■ PROBLEM TO WORK ON
Tally the lines in the listing below that contain "SiteDescriptor" and report the tally alone.

■ ■ ■ ■ ■ ■ ■

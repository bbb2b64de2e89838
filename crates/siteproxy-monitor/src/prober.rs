//! Probing a single site

use chrono::Utc;
use siteproxy_core::{
    SiteDescriptor, SiteStatus, CONNECTION_MAX, QUEUE_MAX, RESPONSE_TIME_UNKNOWN,
};
use std::sync::Arc;
use std::time::Instant;
use tokio_util::sync::CancellationToken;
use tracing::{debug, warn};

use crate::parse::{parse_connections, parse_queue};
use crate::score::{score, LATENCY_PENALTY_MS};
use crate::{CommandRunner, ProbeError, RemoteCommand};

/// A measured value. On failure `value` holds the worst-case sentinel and
/// `error` says why, so callers can always use `value`.
#[derive(Debug, Clone, PartialEq)]
pub struct Reading<T> {
    pub value: T,
    pub error: Option<ProbeError>,
}

impl<T> Reading<T> {
    fn ok(value: T) -> Self {
        Self { value, error: None }
    }

    fn failed(value: T, error: ProbeError) -> Self {
        Self {
            value,
            error: Some(error),
        }
    }

    pub fn is_ok(&self) -> bool {
        self.error.is_none()
    }
}

/// Runs the diagnostic commands for one site
pub struct Prober {
    runner: Arc<dyn CommandRunner>,
}

impl Prober {
    /// Create a new prober on top of a command runner
    pub fn new(runner: Arc<dyn CommandRunner>) -> Self {
        Self { runner }
    }

    /// Active connection count, or [`CONNECTION_MAX`] if it cannot be read
    pub async fn connections(&self, site: &SiteDescriptor) -> Reading<u32> {
        match self
            .counted(site, RemoteCommand::ShowConnections, parse_connections, "connection")
            .await
        {
            Ok(count) => Reading::ok(count),
            Err(e) => Reading::failed(CONNECTION_MAX, e),
        }
    }

    /// Queued task count, or [`QUEUE_MAX`] if it cannot be read
    pub async fn queue(&self, site: &SiteDescriptor) -> Reading<u32> {
        match self
            .counted(site, RemoteCommand::ShowQueue, parse_queue, "task")
            .await
        {
            Ok(count) => Reading::ok(count),
            Err(e) => Reading::failed(QUEUE_MAX, e),
        }
    }

    /// Round trip of the reachability check in milliseconds, or
    /// [`LATENCY_PENALTY_MS`] if it fails
    pub async fn latency(&self, site: &SiteDescriptor) -> Reading<f64> {
        let start = Instant::now();
        match self.runner.run(site, RemoteCommand::Version).await {
            Ok(_) => Reading::ok(start.elapsed().as_secs_f64() * 1000.0),
            Err(e) => Reading::failed(LATENCY_PENALTY_MS, e),
        }
    }

    /// Full probe round: latency, connections and queue, scored
    pub async fn probe(&self, site: &SiteDescriptor) -> SiteStatus {
        let (latency, connections, queue) = tokio::join!(
            self.latency(site),
            self.connections(site),
            self.queue(site)
        );

        build_status(site, latency, connections, queue)
    }

    /// Like [`Prober::probe`], but gives up when `cancel` fires
    pub async fn probe_until(&self, site: &SiteDescriptor, cancel: &CancellationToken) -> SiteStatus {
        tokio::select! {
            status = self.probe(site) => status,
            _ = cancel.cancelled() => {
                debug!(site = %site.name, "Probe cancelled");
                build_status(
                    site,
                    Reading::failed(LATENCY_PENALTY_MS, ProbeError::Cancelled),
                    Reading::failed(CONNECTION_MAX, ProbeError::Cancelled),
                    Reading::failed(QUEUE_MAX, ProbeError::Cancelled),
                )
            }
        }
    }

    /// Reachability check followed by a listing command
    async fn counted(
        &self,
        site: &SiteDescriptor,
        command: RemoteCommand,
        parse: fn(&str) -> Option<u32>,
        what: &'static str,
    ) -> Result<u32, ProbeError> {
        self.runner.run(site, RemoteCommand::Version).await?;
        let output = self.runner.run(site, command).await?;
        parse(&output).ok_or(ProbeError::Parse(what))
    }
}

fn build_status(
    site: &SiteDescriptor,
    latency: Reading<f64>,
    connections: Reading<u32>,
    queue: Reading<u32>,
) -> SiteStatus {
    let failures: Vec<String> = [
        ("latency", &latency.error),
        ("connections", &connections.error),
        ("queue", &queue.error),
    ]
    .into_iter()
    .filter_map(|(what, err)| err.as_ref().map(|e| format!("{}: {}", what, e)))
    .collect();

    let error = failures.join("; ");
    if !error.is_empty() {
        warn!(site = %site.name, error = %error, "Probe failed");
    }

    let response_time = if latency.is_ok() {
        latency.value as i64
    } else {
        RESPONSE_TIME_UNKNOWN
    };

    let score = score(
        connections.value,
        queue.value,
        latency.value,
        site.importance(),
    );

    debug!(
        site = %site.name,
        connections = connections.value,
        queue = queue.value,
        latency_ms = latency.value,
        score = score,
        "Probe finished"
    );

    SiteStatus {
        name: site.name.clone(),
        location: site.location.clone(),
        url: site.url.clone(),
        host: site.host.clone(),
        healthy: error.is_empty(),
        response_time,
        connections: connections.value,
        queue_size: queue.value,
        score,
        last_check: Some(Utc::now()),
        error,
    }
}

#[cfg(test)]
mod tests {
    use super::*;
    use crate::testing::ScriptedRunner;
    use std::time::Duration;

    fn site(name: &str) -> SiteDescriptor {
        SiteDescriptor::new(name, format!("{}.example.com", name))
    }

    fn prober(runner: ScriptedRunner) -> Prober {
        Prober::new(Arc::new(runner))
    }

    #[tokio::test]
    async fn test_healthy_probe() {
        let prober = prober(ScriptedRunner::new().site("east", 3, 2));
        let status = prober.probe(&site("east")).await;

        assert!(status.healthy);
        assert!(status.error.is_empty());
        assert_eq!(status.connections, 3);
        assert_eq!(status.queue_size, 2);
        assert!(status.response_time >= 0);
        assert!(status.last_check.is_some());
        assert_eq!(status.score, score(3, 2, status.response_time as f64, 1.0));
    }

    #[tokio::test]
    async fn test_unreachable_site_gets_sentinels() {
        let prober = prober(ScriptedRunner::new());
        let mut east = site("east");
        east.weight = Some(0.5);

        let status = prober.probe(&east).await;

        assert!(!status.healthy);
        assert!(!status.error.is_empty());
        assert_eq!(status.connections, CONNECTION_MAX);
        assert_eq!(status.queue_size, QUEUE_MAX);
        assert_eq!(status.response_time, RESPONSE_TIME_UNKNOWN);
        assert_eq!(
            status.score,
            score(CONNECTION_MAX, QUEUE_MAX, LATENCY_PENALTY_MS, 0.5)
        );
    }

    #[tokio::test]
    async fn test_reachability_failure_skips_listing() {
        let runner = ScriptedRunner::new().respond(
            "east",
            RemoteCommand::ShowConnections,
            Ok("5 connections: x\n".to_string()),
        );
        let prober = prober(runner);

        let reading = prober.connections(&site("east")).await;
        assert_eq!(reading.value, CONNECTION_MAX);
        assert!(matches!(reading.error, Some(ProbeError::Exit { .. })));
    }

    #[tokio::test]
    async fn test_unparsable_output() {
        let runner = ScriptedRunner::new()
            .site("east", 1, 1)
            .respond("east", RemoteCommand::ShowQueue, Ok("permission denied\n".to_string()));
        let prober = prober(runner);

        let queue = prober.queue(&site("east")).await;
        assert_eq!(queue.value, QUEUE_MAX);
        assert_eq!(queue.error, Some(ProbeError::Parse("task")));

        let status = prober.probe(&site("east")).await;
        assert!(!status.healthy);
        assert_eq!(status.connections, 1);
        assert_eq!(status.error, "queue: no task count in command output");
    }

    #[tokio::test]
    async fn test_latency_failure_uses_penalty() {
        let runner = ScriptedRunner::new().respond(
            "east",
            RemoteCommand::Version,
            Err(ProbeError::Timeout(Duration::from_secs(10))),
        );
        let prober = prober(runner);

        let latency = prober.latency(&site("east")).await;
        assert_eq!(latency.value, LATENCY_PENALTY_MS);
        assert!(!latency.is_ok());
    }

    #[tokio::test]
    async fn test_probe_until_cancelled() {
        let runner = ScriptedRunner::new()
            .site("east", 0, 0)
            .with_delay(Duration::from_secs(30));
        let prober = prober(runner);
        let cancel = CancellationToken::new();
        cancel.cancel();

        let status = prober.probe_until(&site("east"), &cancel).await;
        assert!(!status.healthy);
        assert!(status.error.contains("probe cancelled"));
        assert_eq!(status.connections, CONNECTION_MAX);
    }
}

■ ■ ■ ■ ■ ■ ■

■ OUTPUT OF THE TASK
10